Néanmoins le Président de la République nommera pour la durée d’un mandat présidentiel le Vice-Président qui s’identifiera en quelques sortes comme son colistier. Il sera donc difficile au Président de la république de révoquer le Vice-Président, voir impossible. Bien plus que solennel, le choix devra donc être décisif et orienté vers une personne de confiance qui traditionnellement comme on a pu le voir dans l’histoire politique des grands pays fédéraux, est issu de la même famille politique.

La procédure de révision constitutionnelle s’avère dangereuse :
Toucher à la constitution c’est aussi toucher au consentement du peuple, aux droits et aux libertés, à la forme de l’Etat.
Y toucher c’est mettre à découvert le sacre du peuple, le mettre en danger. Qui dit que ce projet de révision ne cache pas une autre intention secondaire jugé fallacieuse ? un intérêt politique bien particulier ?
C’est la question qui est posé par beaucoup de concitoyens.

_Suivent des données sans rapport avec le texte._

//! Registration and login
//!
//! Neither mutation requires authentication.

use super::prelude::*;

#[derive(Default)]
pub struct AuthMutations;

#[Object]
impl AuthMutations {
    /// Create an account and return a token for it
    async fn register(
        &self,
        ctx: &Context<'_>,
        username: String,
        password: String,
        is_superuser: Option<bool>,
    ) -> Result<AuthPayload> {
        let auth = ctx.data_unchecked::<Arc<AuthService>>();
        let result = auth
            .register(&username, &password, is_superuser.unwrap_or(false))
            .await
            .map_err(|e| e.extend())?;
        Ok(AuthPayload::from(result))
    }

    /// Exchange a username and password for a token.
    ///
    /// With `superuserRequired`, non-superusers are refused.
    async fn login(
        &self,
        ctx: &Context<'_>,
        username: String,
        password: String,
        superuser_required: Option<bool>,
    ) -> Result<AuthPayload> {
        let auth = ctx.data_unchecked::<Arc<AuthService>>();
        let result = auth
            .login(&username, &password, superuser_required.unwrap_or(false))
            .await
            .map_err(|e| e.extend())?;
        Ok(AuthPayload::from(result))
    }
}
use super::prelude::*;

#[derive(Default)]
pub struct CategoryQueries;

#[Object]
impl CategoryQueries {
    /// Get all categories
    async fn categories(&self, ctx: &Context<'_>) -> Result<CategoryConnection> {
        let catalog = ctx.data_unchecked::<Arc<CatalogService>>();
        let records = catalog.categories().await.map_err(|e| e.extend())?;
        Ok(CategoryConnection::from(records))
    }

    /// Get a specific category by ID
    async fn category(&self, ctx: &Context<'_>, id: i64) -> Result<Category> {
        let catalog = ctx.data_unchecked::<Arc<CatalogService>>();
        let record = catalog.category(id).await.map_err(|e| e.extend())?;
        Ok(Category::from(record))
    }
}
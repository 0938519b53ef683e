use super::prelude::*;

#[derive(Default)]
pub struct FavoriteQueries;

#[Object]
impl FavoriteQueries {
    /// Get the current user's favorites, most recently added first
    async fn my_favorites(
        &self,
        ctx: &Context<'_>,
        page: Option<i64>,
        after: Option<i64>,
    ) -> Result<FavoriteConnection> {
        let actor = ctx.actor().await?;
        let favorites = ctx.data_unchecked::<Arc<FavoritesService>>();
        let page = favorites
            .my_favorites(&actor, PageRequest::new(page, after))
            .await
            .map_err(|e| e.extend())?;
        Ok(FavoriteConnection::from_page(page))
    }

    /// Whether the current user has favorited a work
    async fn is_work_in_favorites(&self, ctx: &Context<'_>, id: i64) -> Result<bool> {
        let actor = ctx.actor().await?;
        let favorites = ctx.data_unchecked::<Arc<FavoritesService>>();
        favorites
            .is_work_in_favorites(&actor, id)
            .await
            .map_err(|e| e.extend())
    }
}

Faut-il profiter de ce référendum constitutionnel pour apporter d’autres modifications à la Constitution et notamment les dispositions vieillottes pour renforcer nos institutions républicaines et les droits les plus fondamentaux des citoyens tchadiens ? Ne faudrait-il pas travailler sur une évolution et une adaptation des textes constitutionnels à notre contexte politique, économique et sociale actuel ?

Une révision constitutionnelle ne s’effectue pas tous les jours et demande du temps, de l’énergie, une planification, une entente politique autour du projet mais aussi une étude approfondie de ce que l’on veut modifier pour l’adapter aux générations actuelles et futures. Les dispositions à réviser sont nombreuses et sont actuellement pour la plupart liberticides.

Ces questions sont au centre du débat de la fédération et tendent à diviser l’opinion publique, certains courants s’inquiètent de la fédération et notamment dans le fait que les régions actuelles ne disposent pas tous des mêmes capacités matérielles, financières, géologiques, et humaines. Ces différences de capacités impactent très fortement dans les prévisions de développement autonomes de ces futurs Etats fédérés et nécessitent en amont de réfléchir à un système équitable de péréquation des richesses.

L’aspect sécuritaire ne saurait être facilement et correctement partagé entre les territoires, ce serait un processus biaisé et prématuré au Tchad où les reines de la sécurité et de l’armée sont fortement concentrées.  

D’un point de vue final, si les mêmes tares de l’Etat unitaire adviennent à se recomposer dans le futur Etat fédéral, l’échec sera cuisant et fatal pour l’avenir du Tchad, néanmoins si ce projet de fédéralisation est animé d’une véritable volonté politique commune d’aller de l’avant en prenant en compte certains impératifs alors il faudrait plaider pour et voter pour ce projet lors du prochain référendum. C’est au pouvoir exécutif d’étayer une réponse concise et précise au doute commun quant à la révision constitutionnelle à l’approche.